KEVENY, OWEN, employé de la Hudson’s Bay Company ; assassiné le 11 septembre 1816 sur la rivière Winnipeg (Ontario/Manitoba).
Owen Keveny, qui demeurait à Sligo (république d’Irlande), fut engagé par lord Selkirk [Douglas] pour recruter des colons dans l’ouest de l’Irlande et fut choisi pour conduire un deuxième groupe à la colonie de la Rivière-Rouge (Manitoba) en 1812. Selon Selkirk, il était « de bonne famille » et avait quatre années d’expérience dans un bureau de comptabilité, où il avait largement démontré qu’il était « assidu, actif et intègre ». Il devait demeurer dans la colonie, en tant que second du gouverneur Miles Macdonell*, aussi longtemps que ce dernier le croirait nécessaire.
Pendant le voyage de 61 jours jusqu’à York Factory (Manitoba), Keveny se fit la réputation d’être impitoyable quand il s’agissait de discipline. Certains colons l’accusèrent de les avoir « traités de façon inhumaine et tyrannique ». Keveny justifia sa dureté par la nécessité de venir à bout des agitateurs qui étaient à bord et dont il considérait le comportement comme « plus odieux que l’insubordination ». Le groupe, qui comptait environ 70 personnes, arriva à York Factory en août 1812, puis, voyageant à l’intérieur des terres, atteignit la colonie à la fin d’octobre. On passa l’hiver au fort Daer (Pembina, Dakota du Nord), où des vivres étaient disponibles. La nourriture était rare, toutefois, et Keveny se rendit jusqu’à Brandon House (Manitoba), au printemps de 1813, pour se procurer du pemmican. Macdonell le trouva « distant et réservé », et rapporta à Selkirk qu’il était « extrêmement impopulaire parmi les gens, à cause de son sens de la discipline ».

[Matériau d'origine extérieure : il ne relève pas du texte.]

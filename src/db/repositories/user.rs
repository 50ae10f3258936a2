//! User repository
//!
//! Database operations for users. Usernames are unique at the table level;
//! a duplicate insert surfaces as [`UserRepositoryError::UsernameTaken`].

use crate::db::DatabaseHandle;
use crate::models::User;
use anyhow::Context;
use async_trait::async_trait;
use sqlx::{Row, SqlitePool};
use std::sync::Arc;

const CREATE_USERS_TABLE: &str = r#"
    CREATE TABLE IF NOT EXISTS users (
        id INTEGER PRIMARY KEY,
        username TEXT NOT NULL UNIQUE,
        password TEXT NOT NULL
    )
"#;

/// Errors from user table access
#[derive(Debug, thiserror::Error)]
pub enum UserRepositoryError {
    /// The unique constraint on `username` rejected the insert
    #[error("Username '{0}' is already taken")]
    UsernameTaken(String),

    #[error(transparent)]
    Storage(#[from] anyhow::Error),
}

/// User repository trait
#[async_trait]
pub trait UserRepository: Send + Sync {
    /// Create the users table if it does not exist
    async fn ensure_schema(&self) -> anyhow::Result<()>;

    /// Insert a user with an already hashed password
    async fn create(&self, username: &str, password_hash: &str) -> Result<(), UserRepositoryError>;

    /// Get user by username
    async fn get_by_username(&self, username: &str) -> anyhow::Result<Option<User>>;
}

/// SQLx-based user repository implementation
pub struct SqlxUserRepository {
    db: DatabaseHandle,
}

impl SqlxUserRepository {
    /// Create a new SQLx user repository
    pub fn new(db: DatabaseHandle) -> Self {
        Self { db }
    }

    /// Create a boxed repository for use with dependency injection
    pub fn boxed(db: DatabaseHandle) -> Arc<dyn UserRepository> {
        Arc::new(Self::new(db))
    }
}

#[async_trait]
impl UserRepository for SqlxUserRepository {
    async fn ensure_schema(&self) -> anyhow::Result<()> {
        self.db
            .execute(CREATE_USERS_TABLE)
            .await
            .context("Failed to create users table")?;
        Ok(())
    }

    async fn create(&self, username: &str, password_hash: &str) -> Result<(), UserRepositoryError> {
        create_user(self.db.pool(), username, password_hash).await
    }

    async fn get_by_username(&self, username: &str) -> anyhow::Result<Option<User>> {
        get_user_by_username(self.db.pool(), username).await
    }
}

async fn create_user(
    pool: &SqlitePool,
    username: &str,
    password_hash: &str,
) -> Result<(), UserRepositoryError> {
    let result = sqlx::query("INSERT INTO users (username, password) VALUES (?, ?)")
        .bind(username)
        .bind(password_hash)
        .execute(pool)
        .await;

    match result {
        Ok(_) => Ok(()),
        Err(sqlx::Error::Database(e)) if e.is_unique_violation() => {
            Err(UserRepositoryError::UsernameTaken(username.to_string()))
        }
        Err(e) => Err(anyhow::Error::new(e).context("Failed to create user").into()),
    }
}

async fn get_user_by_username(pool: &SqlitePool, username: &str) -> anyhow::Result<Option<User>> {
    let row = sqlx::query("SELECT id, username, password FROM users WHERE username = ?")
        .bind(username)
        .fetch_optional(pool)
        .await
        .context("Failed to get user by username")?;

    row.map(|r| -> anyhow::Result<User> {
        Ok(User {
            id: r.try_get("id")?,
            username: r.try_get("username")?,
            password_hash: r.try_get("password")?,
        })
    })
    .transpose()
}
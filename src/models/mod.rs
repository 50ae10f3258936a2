//! Data models
//!
//! This module contains the data structures used throughout the notes service:
//! - Database entities (Note, User)
//! - Request payloads (NoteInput)
//! - Session token claims

mod note;
mod user;

pub use note::{FieldViolation, NewNote, Note, NoteInput, SHORT_DESCRIPTION_MAX_CHARS};
pub use user::{Claims, User};
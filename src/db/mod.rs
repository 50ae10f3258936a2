//! Database layer
//!
//! The storage handle ([`pool`]) and the table-level repositories built on it.
//! Each repository creates its own table on startup; there is no migration
//! history beyond that.

pub mod pool;
pub mod repositories;

pub use pool::{create_pool, create_test_pool, DatabaseHandle, SqliteDatabase};
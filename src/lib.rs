//! notesapp - a small HTTP service for short text notes
//!
//! Notes are stored in SQLite and served as JSON. A separate set of auth
//! endpoints registers users and issues signed session tokens.

pub mod api;
pub mod config;
pub mod db;
pub mod models;
pub mod services;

Keveny se montra zélé et intéressé aux affaires de la colonie ; il était néanmoins déterminé à retourner chez lui. Il sentait que Selkirk n’approuvait pas ses méthodes disciplinaires, et il avait subi de la part de Macdonell – à ce qu’il disait – « un traitement qui l’a[vait] dégoûté ». Macdonell fit entendre qu’on n’avait plus besoin de ses services. Mais Selkirk réprimanda le gouverneur et lui exprima sa consternation qu’un homme de la capacité de Keveny eût été « si complètement mis de côté et employé à rien d’utile ».

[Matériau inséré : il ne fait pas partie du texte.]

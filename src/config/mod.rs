//! Configuration management
//!
//! This module handles loading and parsing configuration for the notes service.
//! Configuration can be loaded from:
//! - config.yml file
//! - Environment variables (override file settings)
//!
//! Missing optional values are filled with sensible defaults. The token-signing
//! secret has no default and must be supplied before the server starts.

use serde::{Deserialize, Serialize};
use std::path::Path;

/// Session tokens are valid for this many hours after issuance
pub const DEFAULT_TOKEN_TTL_HOURS: i64 = 24;

/// Main configuration structure
#[derive(Debug, Clone, Default, Serialize, Deserialize)]
pub struct Config {
    /// Server configuration
    #[serde(default)]
    pub server: ServerConfig,
    /// Database configuration
    #[serde(default)]
    pub database: DatabaseConfig,
    /// Authentication configuration
    #[serde(default)]
    pub auth: AuthConfig,
}

/// Server configuration
#[derive(Debug, Clone, Serialize, Deserialize)]
pub struct ServerConfig {
    /// Host address to bind to
    #[serde(default = "default_host")]
    pub host: String,
    /// Port to listen on
    #[serde(default = "default_port")]
    pub port: u16,
    /// CORS allowed origin, `*` allows any origin
    #[serde(default = "default_cors_origin")]
    pub cors_origin: String,
}

impl Default for ServerConfig {
    fn default() -> Self {
        Self {
            host: default_host(),
            port: default_port(),
            cors_origin: default_cors_origin(),
        }
    }
}

fn default_host() -> String {
    "0.0.0.0".to_string()
}

fn default_port() -> u16 {
    8080
}

fn default_cors_origin() -> String {
    "*".to_string()
}

/// Database configuration
#[derive(Debug, Clone, Serialize, Deserialize)]
pub struct DatabaseConfig {
    /// SQLite path or connection URL
    #[serde(default = "default_database_url")]
    pub url: String,
}

impl Default for DatabaseConfig {
    fn default() -> Self {
        Self {
            url: default_database_url(),
        }
    }
}

fn default_database_url() -> String {
    "data/notes.db".to_string()
}

/// Authentication configuration
#[derive(Debug, Clone, Default, Serialize, Deserialize)]
pub struct AuthConfig {
    /// HMAC secret used to sign session tokens
    #[serde(default)]
    pub jwt_secret: String,
}

/// Error type for configuration parsing
#[derive(Debug, thiserror::Error)]
pub enum ConfigError {
    #[error("Failed to read config file '{path}': {source}")]
    FileRead {
        path: String,
        source: std::io::Error,
    },
    #[error("Failed to parse config file '{path}': {message}")]
    ParseError { path: String, message: String },
    #[error("Invalid configuration: {0}")]
    ValidationError(String),
}

impl Config {
    /// Load configuration from file
    ///
    /// If the file doesn't exist or is empty, returns default configuration.
    /// If the file exists but is invalid YAML, returns an error with details.
    pub fn load(path: &Path) -> Result<Self, ConfigError> {
        if !path.exists() {
            return Ok(Self::default());
        }

        let content = std::fs::read_to_string(path).map_err(|e| ConfigError::FileRead {
            path: path.display().to_string(),
            source: e,
        })?;

        if content.trim().is_empty() {
            return Ok(Self::default());
        }

        serde_yaml::from_str(&content).map_err(|e| ConfigError::ParseError {
            path: path.display().to_string(),
            message: format_yaml_error(&e),
        })
    }

    /// Load configuration from file with environment variable overrides
    ///
    /// Environment variables follow the pattern:
    /// - NOTESAPP_SERVER_HOST
    /// - NOTESAPP_SERVER_PORT (or SERVER_PORT)
    /// - NOTESAPP_SERVER_CORS_ORIGIN
    /// - NOTESAPP_DATABASE_URL (or DATABASE_URL)
    /// - NOTESAPP_JWT_SECRET (or JWT_SECRET)
    ///
    /// The prefixed name wins when both forms are set.
    pub fn load_with_env(path: &Path) -> Result<Self, ConfigError> {
        let mut config = Self::load(path)?;
        config.apply_env_overrides();
        Ok(config)
    }

    fn apply_env_overrides(&mut self) {
        if let Some(host) = env_var(&["NOTESAPP_SERVER_HOST"]) {
            self.server.host = host;
        }
        if let Some(port) = env_var(&["NOTESAPP_SERVER_PORT", "SERVER_PORT"]) {
            if let Ok(port) = port.parse::<u16>() {
                self.server.port = port;
            }
        }
        if let Some(origin) = env_var(&["NOTESAPP_SERVER_CORS_ORIGIN"]) {
            self.server.cors_origin = origin;
        }

        if let Some(url) = env_var(&["NOTESAPP_DATABASE_URL", "DATABASE_URL"]) {
            self.database.url = url;
        }

        if let Some(secret) = env_var(&["NOTESAPP_JWT_SECRET", "JWT_SECRET"]) {
            self.auth.jwt_secret = secret;
        }
    }

    /// Check the values the server cannot start without
    pub fn validate(&self) -> Result<(), ConfigError> {
        if self.auth.jwt_secret.is_empty() {
            return Err(ConfigError::ValidationError(
                "auth.jwt_secret must be set (NOTESAPP_JWT_SECRET or JWT_SECRET)".to_string(),
            ));
        }
        if self.database.url.trim().is_empty() {
            return Err(ConfigError::ValidationError(
                "database.url must not be empty".to_string(),
            ));
        }
        Ok(())
    }
}

/// First non-empty value among the given environment variables
fn env_var(names: &[&str]) -> Option<String> {
    names
        .iter()
        .filter_map(|name| std::env::var(name).ok())
        .find(|value| !value.is_empty())
}

/// Format YAML parsing error with location and context
fn format_yaml_error(e: &serde_yaml::Error) -> String {
    if let Some(location) = e.location() {
        format!(
            "at line {}, column {}: {}",
            location.line(),
            location.column(),
            e
        )
    } else {
        e.to_string()
    }
}

#[cfg(test)]
static CONFIG_ENV_MUTEX: std::sync::Mutex<()> = std::sync::Mutex::new(());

Keveny quitta la Rivière-Rouge le 2 juin 1813 et après un voyage de trois semaines il arrivait à York Factory. Il y passa l’été, supervisant l’envoi de ravitaillements à la Rivière-Rouge et faisant les arrangements nécessaires à l’arrivée d’un troisième groupe de colons. En septembre, il se rendit à Churchill où le groupe, sous la conduite d’Archibald McDonald*, avait débarqué, puis il retourna en Grande-Bretagne à bord d’un navire de la Hudson’s Bay Company, le Prince of Wales. Au début de 1815, il demanda à Selkirk de lui procurer un emploi au service de la compagnie. La même année, on l’envoya à Moose Factory (Ontario) en qualité de comptable. À la nouvelle que la colonie de la Rivière-Rouge avait été dispersée et que Macdonell avait été fait prisonnier par les Nor’Westers en juin 1815, il se porta volontaire pour prendre la tête d’un parti afin d’y restaurer l’ordre et « d’y résister » à l’ennemi, convaincu que si Selkirk lui en donnait les moyens il pourrait « défier les forces unies des incendiaires qui avaient tout récemment humilié » la colonie.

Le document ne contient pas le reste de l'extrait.